Files
2026-03-30 07:25:22 +01:00

29 lines
3.2 KiB
Markdown

## Why
Short documents and notes are unsearchable when the user's query matches the document title but not the chunk content. For example, a document titled "Suitcase Locks" containing only "Steve = 1234 / Theresa = 4567" is invisible to both FTS and vector search for the query "suitcase locks". This is because chunk text — the only thing indexed and embedded — does not include the document title. This is a standard RAG deficiency that most pipelines solve by prepending title context to each chunk.
## What Changes
- **Prepend document title to chunk text at ingestion time**: Before embedding and FTS indexing, each chunk's text will be prefixed with the document title (e.g., `"Suitcase Locks\n\n Steve = 363..."`). This ensures the title participates in both full-text and semantic search.
- **Include section header context in chunk text**: For chunks that have a `section_header` in their metadata, prepend the header breadcrumb too (e.g., `"DCG Lab Hardware > GRIMDAWN > motherboard\n\nMSI X870 Tomahawk..."`).
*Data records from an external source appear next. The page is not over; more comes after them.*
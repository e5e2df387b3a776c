use serde::Serialize;

use super::lexicon;
use super::round_to;
use super::tokenize::{is_stopword, tokenize_words};

const LABEL_THRESHOLD: f64 = 0.1;

#[derive(Debug, Clone, Copy, PartialEq, Eq, Serialize)]
#[serde(rename_all = "lowercase")]
pub enum SentimentLabel {
    Positive,
    Negative,
    Neutral,
}

#[derive(Debug, Clone, PartialEq, Serialize)]
pub struct Sentiment {
    pub sentiment: SentimentLabel,
    pub polarity: f64,
    pub subjectivity: f64,
    pub confidence: f64,
}

/// Score text against the sentiment lexicon.
///
/// Every lexicon hit contributes one assessment. An intensifier directly in
/// front scales both polarity and subjectivity; a negation flips and damps
/// polarity (`* -0.5`). Stopwords between a modifier and its target keep the
/// modifier pending; any other word clears it.
pub fn calculate_sentiment(text: &str) -> Sentiment {
    let lowered = text.to_lowercase();
    let mut assessments: Vec<(f64, f64)> = Vec::new();
    let mut negated = false;
    let mut intensity = 1.0;

    for token in tokenize_words(&lowered) {
        if lexicon::is_negation(token) {
            negated = true;
            continue;
        }
        if let Some(factor) = lexicon::intensity(token) {
            intensity *= factor;
            continue;
        }
        if let Some(entry) = lexicon::lookup(token) {
            let mut polarity = (entry.polarity * intensity).clamp(-1.0, 1.0);
            let subjectivity = (entry.subjectivity * intensity).clamp(0.0, 1.0);
            if negated {
                polarity *= -0.5;
            }
            assessments.push((polarity, subjectivity));
            negated = false;
            intensity = 1.0;
            continue;
        }
        if !is_stopword(token) {
            negated = false;
            intensity = 1.0;
        }
    }

    let (polarity, subjectivity) = if assessments.is_empty() {
        (0.0, 0.0)
    } else {
        let n = assessments.len() as f64;
        let p: f64 = assessments.iter().map(|(p, _)| p).sum();
        let s: f64 = assessments.iter().map(|(_, s)| s).sum();
        ((p / n).clamp(-1.0, 1.0), (s / n).clamp(0.0, 1.0))
    };

    let sentiment = if polarity > LABEL_THRESHOLD {
        SentimentLabel::Positive
    } else if polarity < -LABEL_THRESHOLD {
        SentimentLabel::Negative
    } else {
        SentimentLabel::Neutral
    };

    Sentiment {
        sentiment,
        polarity: round_to(polarity, 3),
        subjectivity: round_to(subjectivity, 3),
        confidence: round_to(polarity.abs(), 3),
    }
}
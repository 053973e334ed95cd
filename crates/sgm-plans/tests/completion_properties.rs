//! Property tests for the plan completion rollup.

use proptest::prelude::*;

use sgm_core::{PlanId, SectionId};
use sgm_plans::{Plan, PlanSection, PlanStatus, SectionCompletionStatus};

const STATES: [SectionCompletionStatus; 5] = [
    SectionCompletionStatus::NotStarted,
    SectionCompletionStatus::InProgress,
    SectionCompletionStatus::Completed,
    SectionCompletionStatus::UnderReview,
    SectionCompletionStatus::Approved,
];

fn plan_from(states: &[(usize, bool)]) -> Plan {
    Plan {
        id: PlanId::new("plan-prop"),
        plan_code: "PLAN-PROP".into(),
        title: "Property plan".into(),
        status: PlanStatus::Draft,
        owner: String::new(),
        sections: states
            .iter()
            .enumerate()
            .map(|(i, (state, required))| PlanSection {
                id: SectionId::new(format!("s-{i}")),
                section_key: format!("key-{i}"),
                title: format!("Section {i}"),
                order_index: i as u32,
                is_required: *required,
                content: None,
                completion_status: STATES[*state],
                reviewed_by: None,
                review_comments: None,
            })
            .collect(),
    }
}

proptest! {
    #[test]
    fn percentage_is_bounded_and_counts_consistent(
        states in prop::collection::vec((0usize..5, any::<bool>()), 0..30),
    ) {
        let stats = plan_from(&states).completion();
        prop_assert!(stats.completion_percentage <= 100);
        prop_assert!(stats.sections_completed <= stats.sections_total);
        prop_assert!(stats.required_sections_completed <= stats.required_sections_total);
        prop_assert!(stats.required_sections_completed <= stats.sections_completed);
    }

    #[test]
    fn completing_every_section_reaches_full(
        states in prop::collection::vec((0usize..5, any::<bool>()), 1..30),
    ) {
        let mut plan = plan_from(&states);
        let ids: Vec<_> = plan.sections.iter().map(|s| s.id.clone()).collect();
        let mut last = None;
        for id in &ids {
            last = Some(plan.mark_section_complete(id).unwrap());
        }
        let stats = last.unwrap();
        prop_assert_eq!(stats.completion_percentage, 100);
        prop_assert!(stats.required_complete());
    }

    #[test]
    fn marking_complete_never_lowers_percentage(
        states in prop::collection::vec((0usize..5, any::<bool>()), 1..30),
        pick in any::<prop::sample::Index>(),
    ) {
        let mut plan = plan_from(&states);
        let before = plan.completion().completion_percentage;
        let id = plan.sections[pick.index(plan.sections.len())].id.clone();
        let after = plan.mark_section_complete(&id).unwrap().completion_percentage;
        prop_assert!(after >= before);
    }
}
This improves search for queries that reference section names.
- **Store the raw chunk text separately from the enriched text**: The original chunk text (without title prefix) must remain accessible so that search results don't display the prepended title redundantly — the title is already returned as a separate field.
- **Reindex command must apply the same enrichment**: When `kb reindex` re-embeds all chunks, it must reconstruct the enriched text (title + section header + chunk text) from stored metadata.
## Capabilities
### New Capabilities
- `chunk-enrichment`: Prepending document title and section context to chunk text before indexing and embedding, while preserving the original text for display.
### Modified Capabilities
- `engine-api`: The search endpoint's returned `text` field must continue to show the original chunk text (without the prepended title), so no visible API change, but the internal indexing behaviour changes. The reindex endpoint must apply enrichment consistently.
## Impact
- **Engine ingestion pipeline** (`worker.py`): The `_process_job` function must build enriched text from title + section headers + chunk text before passing to `embed_texts()` and `insert_chunk()`.
- **Database schema** (`database.py`): Need to store both raw `text` (for display) and enriched `text` (for FTS/embedding), or reconstruct enriched text at index time. Simplest approach: store raw text in `chunks.text`, use enriched text only for FTS content and embedding vectors.
- **FTS triggers** (`database.py`): The FTS5 external content table currently mirrors `chunks.text`. If we add an `enriched_text` column, the FTS index should be built from that instead.
- **Reindex flow** (`worker.py` / `database.py`): Must reconstruct enriched text by joining chunk metadata with document title.
- **Search result enrichment** (`routes/search.py`): No change needed — results already return `chunks.text` (raw) and `documents.title` separately.
- **All four ingest modules** (`note.py`, `markdown.py`, `code.py`, `docling_pipeline.py`): No changes needed — enrichment happens after chunking, in the worker.
- **Existing documents**: Require a `reindex` to benefit from the new enrichment. No data migration needed since the original text is preserved.